■ What to work on ■
In the records below, find each line with "derive" and copy it.
____________________
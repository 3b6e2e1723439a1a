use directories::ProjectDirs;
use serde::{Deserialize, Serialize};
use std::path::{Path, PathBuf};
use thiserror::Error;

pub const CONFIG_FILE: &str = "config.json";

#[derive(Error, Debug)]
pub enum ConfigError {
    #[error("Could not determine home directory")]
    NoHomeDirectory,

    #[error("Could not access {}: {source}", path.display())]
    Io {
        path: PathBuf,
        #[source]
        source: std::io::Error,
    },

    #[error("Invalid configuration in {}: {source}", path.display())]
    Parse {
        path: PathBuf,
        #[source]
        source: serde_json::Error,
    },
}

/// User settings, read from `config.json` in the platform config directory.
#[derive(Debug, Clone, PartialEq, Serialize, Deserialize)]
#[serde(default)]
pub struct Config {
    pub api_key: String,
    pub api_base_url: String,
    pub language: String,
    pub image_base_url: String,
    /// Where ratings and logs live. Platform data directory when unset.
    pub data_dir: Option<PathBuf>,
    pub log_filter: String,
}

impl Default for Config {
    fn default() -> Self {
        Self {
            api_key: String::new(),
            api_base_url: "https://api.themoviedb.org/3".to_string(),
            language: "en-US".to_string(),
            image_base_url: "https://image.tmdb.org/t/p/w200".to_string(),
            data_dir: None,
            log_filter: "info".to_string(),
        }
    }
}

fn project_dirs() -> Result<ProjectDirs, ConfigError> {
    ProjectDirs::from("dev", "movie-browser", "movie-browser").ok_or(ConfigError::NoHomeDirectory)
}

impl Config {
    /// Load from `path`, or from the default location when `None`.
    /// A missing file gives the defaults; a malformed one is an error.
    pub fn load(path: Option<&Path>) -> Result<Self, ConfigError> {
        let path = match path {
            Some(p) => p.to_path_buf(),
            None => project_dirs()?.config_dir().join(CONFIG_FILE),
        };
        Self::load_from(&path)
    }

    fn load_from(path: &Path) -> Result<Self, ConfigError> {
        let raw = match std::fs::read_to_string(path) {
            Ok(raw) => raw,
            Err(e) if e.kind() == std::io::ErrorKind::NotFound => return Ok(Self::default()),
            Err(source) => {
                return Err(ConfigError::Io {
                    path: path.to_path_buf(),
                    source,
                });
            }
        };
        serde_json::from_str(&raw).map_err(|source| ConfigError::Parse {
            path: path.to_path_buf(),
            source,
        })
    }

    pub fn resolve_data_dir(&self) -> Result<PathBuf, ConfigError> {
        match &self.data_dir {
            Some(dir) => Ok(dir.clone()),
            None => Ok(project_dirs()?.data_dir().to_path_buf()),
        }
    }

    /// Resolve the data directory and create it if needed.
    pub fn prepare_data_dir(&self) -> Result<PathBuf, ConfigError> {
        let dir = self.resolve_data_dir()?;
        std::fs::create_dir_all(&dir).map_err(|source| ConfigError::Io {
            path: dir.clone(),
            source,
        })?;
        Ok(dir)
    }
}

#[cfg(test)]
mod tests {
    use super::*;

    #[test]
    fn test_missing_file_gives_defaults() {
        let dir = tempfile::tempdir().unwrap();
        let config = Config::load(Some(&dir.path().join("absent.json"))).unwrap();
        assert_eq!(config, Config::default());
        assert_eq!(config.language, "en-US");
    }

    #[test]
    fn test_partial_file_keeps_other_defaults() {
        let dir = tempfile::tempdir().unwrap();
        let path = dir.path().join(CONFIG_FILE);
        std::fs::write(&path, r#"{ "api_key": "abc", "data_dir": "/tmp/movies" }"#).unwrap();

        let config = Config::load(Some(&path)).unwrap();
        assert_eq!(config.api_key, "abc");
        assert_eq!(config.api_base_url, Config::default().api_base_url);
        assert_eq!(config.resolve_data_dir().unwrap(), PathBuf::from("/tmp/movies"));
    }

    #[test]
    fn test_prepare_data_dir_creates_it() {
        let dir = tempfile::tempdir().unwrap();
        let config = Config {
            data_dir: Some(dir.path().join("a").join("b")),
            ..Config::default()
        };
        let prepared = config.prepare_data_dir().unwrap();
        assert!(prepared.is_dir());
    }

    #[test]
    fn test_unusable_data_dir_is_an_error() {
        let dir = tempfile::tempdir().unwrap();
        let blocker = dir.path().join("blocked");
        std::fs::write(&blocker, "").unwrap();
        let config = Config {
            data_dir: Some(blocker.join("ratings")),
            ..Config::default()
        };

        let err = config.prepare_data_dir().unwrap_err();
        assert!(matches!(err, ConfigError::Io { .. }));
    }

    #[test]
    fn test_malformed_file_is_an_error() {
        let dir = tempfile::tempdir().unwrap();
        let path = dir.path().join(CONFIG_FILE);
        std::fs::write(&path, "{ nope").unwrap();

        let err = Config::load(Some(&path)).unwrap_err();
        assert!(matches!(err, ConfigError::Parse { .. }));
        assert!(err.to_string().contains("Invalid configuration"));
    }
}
____________________
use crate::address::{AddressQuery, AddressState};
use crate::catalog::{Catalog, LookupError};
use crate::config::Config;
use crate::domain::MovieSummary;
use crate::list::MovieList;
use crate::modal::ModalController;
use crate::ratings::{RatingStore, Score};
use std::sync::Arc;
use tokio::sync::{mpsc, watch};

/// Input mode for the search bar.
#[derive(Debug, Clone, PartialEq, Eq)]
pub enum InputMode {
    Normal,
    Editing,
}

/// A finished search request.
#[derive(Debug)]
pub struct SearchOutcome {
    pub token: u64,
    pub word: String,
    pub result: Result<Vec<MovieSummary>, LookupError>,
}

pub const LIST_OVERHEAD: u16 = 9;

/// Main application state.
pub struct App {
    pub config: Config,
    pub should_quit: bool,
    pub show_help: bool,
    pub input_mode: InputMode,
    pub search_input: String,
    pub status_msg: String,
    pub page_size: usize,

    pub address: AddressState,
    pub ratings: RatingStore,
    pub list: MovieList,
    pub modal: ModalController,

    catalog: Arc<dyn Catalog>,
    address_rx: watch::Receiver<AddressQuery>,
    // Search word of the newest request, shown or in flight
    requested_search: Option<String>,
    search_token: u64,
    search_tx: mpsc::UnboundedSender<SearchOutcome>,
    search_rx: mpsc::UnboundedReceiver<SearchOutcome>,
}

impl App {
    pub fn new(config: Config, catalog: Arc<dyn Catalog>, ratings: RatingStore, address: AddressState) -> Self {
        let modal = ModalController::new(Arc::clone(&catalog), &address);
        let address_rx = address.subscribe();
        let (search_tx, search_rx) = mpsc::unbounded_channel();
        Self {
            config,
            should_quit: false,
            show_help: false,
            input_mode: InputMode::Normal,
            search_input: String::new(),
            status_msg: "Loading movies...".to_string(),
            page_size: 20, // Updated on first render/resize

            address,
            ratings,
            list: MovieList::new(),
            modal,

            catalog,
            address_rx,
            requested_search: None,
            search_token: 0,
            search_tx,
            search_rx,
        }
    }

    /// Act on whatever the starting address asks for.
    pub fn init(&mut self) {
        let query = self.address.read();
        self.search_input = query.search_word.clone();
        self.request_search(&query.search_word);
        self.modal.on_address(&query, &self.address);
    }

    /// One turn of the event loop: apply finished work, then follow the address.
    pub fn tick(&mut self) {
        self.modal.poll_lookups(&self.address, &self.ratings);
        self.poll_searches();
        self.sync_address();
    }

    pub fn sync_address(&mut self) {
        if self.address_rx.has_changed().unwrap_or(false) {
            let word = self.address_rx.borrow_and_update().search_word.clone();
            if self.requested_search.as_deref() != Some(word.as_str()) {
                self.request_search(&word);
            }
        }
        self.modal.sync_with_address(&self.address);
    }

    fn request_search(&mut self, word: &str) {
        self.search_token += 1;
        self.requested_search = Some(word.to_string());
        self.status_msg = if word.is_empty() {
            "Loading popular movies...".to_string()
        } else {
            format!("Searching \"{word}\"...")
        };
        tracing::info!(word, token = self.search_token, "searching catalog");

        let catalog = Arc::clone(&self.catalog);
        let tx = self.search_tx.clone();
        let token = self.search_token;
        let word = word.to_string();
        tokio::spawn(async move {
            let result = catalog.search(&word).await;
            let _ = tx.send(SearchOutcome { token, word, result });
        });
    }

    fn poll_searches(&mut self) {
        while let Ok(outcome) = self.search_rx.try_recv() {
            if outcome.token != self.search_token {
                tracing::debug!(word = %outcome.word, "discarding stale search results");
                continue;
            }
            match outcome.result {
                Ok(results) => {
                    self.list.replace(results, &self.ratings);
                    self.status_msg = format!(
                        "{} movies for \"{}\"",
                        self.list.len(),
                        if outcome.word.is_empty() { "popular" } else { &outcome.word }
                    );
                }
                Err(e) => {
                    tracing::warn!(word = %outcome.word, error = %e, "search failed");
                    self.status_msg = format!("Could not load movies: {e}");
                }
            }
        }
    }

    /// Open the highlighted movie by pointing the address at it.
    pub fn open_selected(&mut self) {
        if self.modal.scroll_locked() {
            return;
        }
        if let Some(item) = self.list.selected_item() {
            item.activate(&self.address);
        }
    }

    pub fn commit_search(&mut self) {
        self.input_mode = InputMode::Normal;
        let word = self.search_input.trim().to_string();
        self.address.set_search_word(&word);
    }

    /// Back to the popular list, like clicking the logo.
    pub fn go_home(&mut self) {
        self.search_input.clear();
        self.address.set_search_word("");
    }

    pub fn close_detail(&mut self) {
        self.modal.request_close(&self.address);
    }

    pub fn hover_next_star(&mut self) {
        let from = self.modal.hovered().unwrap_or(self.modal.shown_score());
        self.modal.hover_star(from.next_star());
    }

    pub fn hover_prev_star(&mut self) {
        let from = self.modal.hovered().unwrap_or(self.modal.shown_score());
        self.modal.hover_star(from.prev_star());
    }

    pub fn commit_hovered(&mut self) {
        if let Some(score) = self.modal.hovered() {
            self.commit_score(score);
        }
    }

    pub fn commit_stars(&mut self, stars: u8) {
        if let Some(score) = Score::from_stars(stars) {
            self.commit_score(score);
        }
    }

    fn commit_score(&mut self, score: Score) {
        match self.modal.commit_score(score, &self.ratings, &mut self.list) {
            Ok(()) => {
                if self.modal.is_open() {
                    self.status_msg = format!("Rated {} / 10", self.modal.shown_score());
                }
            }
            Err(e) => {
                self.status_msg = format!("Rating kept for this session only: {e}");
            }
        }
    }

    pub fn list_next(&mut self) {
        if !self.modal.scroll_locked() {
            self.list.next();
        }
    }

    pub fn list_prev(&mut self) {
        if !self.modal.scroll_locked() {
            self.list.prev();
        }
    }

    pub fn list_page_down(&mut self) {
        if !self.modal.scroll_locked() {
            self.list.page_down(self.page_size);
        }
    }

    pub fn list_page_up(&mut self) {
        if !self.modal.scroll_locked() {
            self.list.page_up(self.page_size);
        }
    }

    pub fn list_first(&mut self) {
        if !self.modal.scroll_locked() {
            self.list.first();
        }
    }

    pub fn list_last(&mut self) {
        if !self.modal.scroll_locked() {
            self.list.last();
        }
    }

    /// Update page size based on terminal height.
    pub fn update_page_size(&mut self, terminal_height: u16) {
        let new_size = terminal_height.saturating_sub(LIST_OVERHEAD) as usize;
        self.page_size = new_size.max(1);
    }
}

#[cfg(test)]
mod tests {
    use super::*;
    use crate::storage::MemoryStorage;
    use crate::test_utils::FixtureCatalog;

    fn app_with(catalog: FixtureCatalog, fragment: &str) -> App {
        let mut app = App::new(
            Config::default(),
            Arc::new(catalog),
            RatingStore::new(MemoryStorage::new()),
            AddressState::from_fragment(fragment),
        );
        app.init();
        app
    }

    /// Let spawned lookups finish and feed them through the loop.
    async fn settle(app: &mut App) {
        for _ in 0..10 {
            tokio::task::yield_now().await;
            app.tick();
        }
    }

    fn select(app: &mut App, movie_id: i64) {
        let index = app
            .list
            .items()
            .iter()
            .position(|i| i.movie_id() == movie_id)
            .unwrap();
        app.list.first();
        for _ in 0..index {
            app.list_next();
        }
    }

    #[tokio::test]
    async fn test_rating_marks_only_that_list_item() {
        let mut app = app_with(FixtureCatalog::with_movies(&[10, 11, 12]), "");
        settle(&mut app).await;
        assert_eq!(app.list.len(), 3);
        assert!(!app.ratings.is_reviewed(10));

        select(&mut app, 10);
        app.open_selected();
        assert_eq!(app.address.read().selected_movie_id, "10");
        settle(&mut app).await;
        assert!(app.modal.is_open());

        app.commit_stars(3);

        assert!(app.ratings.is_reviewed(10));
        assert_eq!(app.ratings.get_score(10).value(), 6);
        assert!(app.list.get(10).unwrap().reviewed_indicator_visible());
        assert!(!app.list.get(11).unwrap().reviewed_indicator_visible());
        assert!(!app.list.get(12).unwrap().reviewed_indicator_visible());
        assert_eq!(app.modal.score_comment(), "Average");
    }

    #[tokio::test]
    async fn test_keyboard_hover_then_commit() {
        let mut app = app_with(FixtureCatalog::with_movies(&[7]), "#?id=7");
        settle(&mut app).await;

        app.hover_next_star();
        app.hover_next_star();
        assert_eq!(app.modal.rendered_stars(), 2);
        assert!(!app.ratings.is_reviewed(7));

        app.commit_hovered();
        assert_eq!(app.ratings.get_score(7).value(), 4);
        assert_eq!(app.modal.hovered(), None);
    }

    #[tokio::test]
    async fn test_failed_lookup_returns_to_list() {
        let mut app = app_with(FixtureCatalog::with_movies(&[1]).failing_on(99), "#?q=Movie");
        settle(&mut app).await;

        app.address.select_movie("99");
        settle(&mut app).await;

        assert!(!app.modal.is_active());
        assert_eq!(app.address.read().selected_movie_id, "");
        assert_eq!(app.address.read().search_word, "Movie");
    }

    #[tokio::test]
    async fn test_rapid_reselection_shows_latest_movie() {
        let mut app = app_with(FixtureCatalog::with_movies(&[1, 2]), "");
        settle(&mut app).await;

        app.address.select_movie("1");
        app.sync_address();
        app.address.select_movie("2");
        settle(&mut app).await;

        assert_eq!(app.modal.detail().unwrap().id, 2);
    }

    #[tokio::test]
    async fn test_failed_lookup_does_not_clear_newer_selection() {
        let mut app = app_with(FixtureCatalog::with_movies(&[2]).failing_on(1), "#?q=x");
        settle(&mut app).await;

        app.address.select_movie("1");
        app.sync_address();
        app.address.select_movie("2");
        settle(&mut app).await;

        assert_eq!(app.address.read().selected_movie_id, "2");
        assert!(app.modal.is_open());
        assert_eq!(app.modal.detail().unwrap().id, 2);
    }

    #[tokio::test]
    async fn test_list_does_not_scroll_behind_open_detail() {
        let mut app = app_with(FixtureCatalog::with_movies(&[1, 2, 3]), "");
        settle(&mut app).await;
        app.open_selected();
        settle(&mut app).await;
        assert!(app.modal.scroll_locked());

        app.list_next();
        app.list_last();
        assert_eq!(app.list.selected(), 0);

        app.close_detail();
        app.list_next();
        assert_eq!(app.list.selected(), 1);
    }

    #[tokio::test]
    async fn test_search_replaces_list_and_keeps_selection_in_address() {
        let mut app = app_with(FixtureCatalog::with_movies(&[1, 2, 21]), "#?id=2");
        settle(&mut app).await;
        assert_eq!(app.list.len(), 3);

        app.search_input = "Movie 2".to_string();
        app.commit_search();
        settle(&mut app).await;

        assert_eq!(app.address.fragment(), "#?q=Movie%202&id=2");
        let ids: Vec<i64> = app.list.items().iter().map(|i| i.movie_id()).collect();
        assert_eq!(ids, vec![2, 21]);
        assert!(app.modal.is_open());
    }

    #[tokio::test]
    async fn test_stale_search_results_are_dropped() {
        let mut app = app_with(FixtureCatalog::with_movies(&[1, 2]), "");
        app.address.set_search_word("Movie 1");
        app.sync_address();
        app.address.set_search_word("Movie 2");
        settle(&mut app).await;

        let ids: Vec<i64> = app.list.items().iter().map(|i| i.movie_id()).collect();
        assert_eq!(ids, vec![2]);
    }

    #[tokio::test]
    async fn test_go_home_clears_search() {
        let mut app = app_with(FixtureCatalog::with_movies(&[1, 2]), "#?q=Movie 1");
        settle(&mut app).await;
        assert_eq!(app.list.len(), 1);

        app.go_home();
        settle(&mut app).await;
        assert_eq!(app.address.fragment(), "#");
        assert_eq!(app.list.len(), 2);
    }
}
____________________
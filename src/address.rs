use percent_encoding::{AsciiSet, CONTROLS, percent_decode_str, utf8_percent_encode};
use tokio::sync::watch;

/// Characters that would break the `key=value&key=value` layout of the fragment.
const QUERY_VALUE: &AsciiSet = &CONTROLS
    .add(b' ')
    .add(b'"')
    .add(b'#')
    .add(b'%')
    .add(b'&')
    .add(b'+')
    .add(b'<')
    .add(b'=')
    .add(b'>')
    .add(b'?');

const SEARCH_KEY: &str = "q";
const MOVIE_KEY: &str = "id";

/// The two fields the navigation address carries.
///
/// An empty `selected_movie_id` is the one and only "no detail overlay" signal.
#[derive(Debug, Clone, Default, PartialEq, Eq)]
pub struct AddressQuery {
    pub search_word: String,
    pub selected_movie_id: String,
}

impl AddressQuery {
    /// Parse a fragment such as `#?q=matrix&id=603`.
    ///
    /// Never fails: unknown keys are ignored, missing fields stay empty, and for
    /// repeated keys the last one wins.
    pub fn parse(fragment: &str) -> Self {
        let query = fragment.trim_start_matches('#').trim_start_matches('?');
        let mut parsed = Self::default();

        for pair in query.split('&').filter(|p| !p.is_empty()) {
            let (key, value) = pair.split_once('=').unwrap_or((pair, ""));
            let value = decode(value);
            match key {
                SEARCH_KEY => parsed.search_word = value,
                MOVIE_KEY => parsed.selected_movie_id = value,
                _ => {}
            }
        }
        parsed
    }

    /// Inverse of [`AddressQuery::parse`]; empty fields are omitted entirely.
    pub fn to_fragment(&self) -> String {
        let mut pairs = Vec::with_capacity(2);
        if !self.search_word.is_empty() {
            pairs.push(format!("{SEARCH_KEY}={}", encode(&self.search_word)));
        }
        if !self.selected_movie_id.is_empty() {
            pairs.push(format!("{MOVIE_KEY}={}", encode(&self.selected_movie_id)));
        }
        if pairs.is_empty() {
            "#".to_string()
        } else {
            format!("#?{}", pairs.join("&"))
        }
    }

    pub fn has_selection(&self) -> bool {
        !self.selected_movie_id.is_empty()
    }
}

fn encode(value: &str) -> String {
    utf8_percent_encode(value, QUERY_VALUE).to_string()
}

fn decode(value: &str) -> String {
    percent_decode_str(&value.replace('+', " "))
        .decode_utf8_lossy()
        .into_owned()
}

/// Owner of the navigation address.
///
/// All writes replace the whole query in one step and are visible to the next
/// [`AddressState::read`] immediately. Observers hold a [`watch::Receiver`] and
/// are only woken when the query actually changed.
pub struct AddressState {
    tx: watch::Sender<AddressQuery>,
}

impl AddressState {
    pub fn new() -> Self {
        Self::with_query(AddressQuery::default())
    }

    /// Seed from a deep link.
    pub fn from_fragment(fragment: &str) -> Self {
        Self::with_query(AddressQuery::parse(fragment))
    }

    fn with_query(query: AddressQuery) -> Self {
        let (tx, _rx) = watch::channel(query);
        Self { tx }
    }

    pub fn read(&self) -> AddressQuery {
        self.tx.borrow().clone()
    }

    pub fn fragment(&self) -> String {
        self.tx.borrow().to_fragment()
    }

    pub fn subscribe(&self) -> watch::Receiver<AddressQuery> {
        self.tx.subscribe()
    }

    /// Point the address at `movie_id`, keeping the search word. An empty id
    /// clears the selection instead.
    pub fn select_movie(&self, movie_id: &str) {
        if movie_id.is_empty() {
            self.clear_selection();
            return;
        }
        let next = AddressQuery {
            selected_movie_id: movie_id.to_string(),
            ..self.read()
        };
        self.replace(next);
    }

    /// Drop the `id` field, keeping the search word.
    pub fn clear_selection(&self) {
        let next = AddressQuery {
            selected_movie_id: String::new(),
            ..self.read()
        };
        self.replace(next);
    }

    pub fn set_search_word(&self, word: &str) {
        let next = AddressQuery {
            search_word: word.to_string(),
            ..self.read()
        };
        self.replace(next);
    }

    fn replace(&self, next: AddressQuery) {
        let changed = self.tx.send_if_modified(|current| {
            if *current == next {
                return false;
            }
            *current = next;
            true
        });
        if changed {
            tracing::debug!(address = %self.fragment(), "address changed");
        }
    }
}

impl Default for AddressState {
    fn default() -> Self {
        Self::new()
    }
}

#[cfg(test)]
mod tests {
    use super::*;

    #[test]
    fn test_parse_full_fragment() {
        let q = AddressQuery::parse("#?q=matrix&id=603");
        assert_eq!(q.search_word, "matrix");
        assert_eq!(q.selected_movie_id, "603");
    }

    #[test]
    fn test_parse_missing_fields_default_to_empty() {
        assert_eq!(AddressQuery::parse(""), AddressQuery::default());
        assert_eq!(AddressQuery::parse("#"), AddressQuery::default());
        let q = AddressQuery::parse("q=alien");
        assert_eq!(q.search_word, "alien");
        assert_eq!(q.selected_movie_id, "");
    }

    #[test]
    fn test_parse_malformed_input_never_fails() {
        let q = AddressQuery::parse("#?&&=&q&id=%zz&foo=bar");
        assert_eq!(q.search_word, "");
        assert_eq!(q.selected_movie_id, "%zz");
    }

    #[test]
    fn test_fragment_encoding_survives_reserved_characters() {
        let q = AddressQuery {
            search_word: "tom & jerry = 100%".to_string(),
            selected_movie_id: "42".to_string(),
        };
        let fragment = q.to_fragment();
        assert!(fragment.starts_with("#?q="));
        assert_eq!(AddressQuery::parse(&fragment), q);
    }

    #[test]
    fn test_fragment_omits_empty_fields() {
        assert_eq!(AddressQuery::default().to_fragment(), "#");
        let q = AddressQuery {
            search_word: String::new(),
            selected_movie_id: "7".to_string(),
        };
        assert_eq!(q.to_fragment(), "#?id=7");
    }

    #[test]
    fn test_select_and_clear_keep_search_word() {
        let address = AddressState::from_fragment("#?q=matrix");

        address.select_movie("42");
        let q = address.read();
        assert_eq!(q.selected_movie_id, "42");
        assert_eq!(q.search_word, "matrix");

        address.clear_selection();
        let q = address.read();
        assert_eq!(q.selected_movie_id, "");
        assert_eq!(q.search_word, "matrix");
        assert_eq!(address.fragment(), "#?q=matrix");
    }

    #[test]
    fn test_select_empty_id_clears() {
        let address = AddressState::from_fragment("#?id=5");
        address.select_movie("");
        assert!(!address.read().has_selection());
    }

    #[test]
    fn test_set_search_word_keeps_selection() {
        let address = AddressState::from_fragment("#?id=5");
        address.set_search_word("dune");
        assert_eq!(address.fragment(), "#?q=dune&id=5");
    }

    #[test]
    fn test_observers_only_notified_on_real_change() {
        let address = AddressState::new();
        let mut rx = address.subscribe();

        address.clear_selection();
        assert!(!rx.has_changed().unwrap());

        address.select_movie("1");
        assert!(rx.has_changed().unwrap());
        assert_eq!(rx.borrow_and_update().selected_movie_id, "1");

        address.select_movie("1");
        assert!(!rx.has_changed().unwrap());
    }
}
____________________
■ Answer ■
#[derive(Error, Debug)]
#[derive(Debug, Clone, PartialEq, Serialize, Deserialize)]
#[derive(Debug, Clone, PartialEq, Eq)]
#[derive(Debug)]
#[derive(Debug, Clone, Default, PartialEq, Eq)]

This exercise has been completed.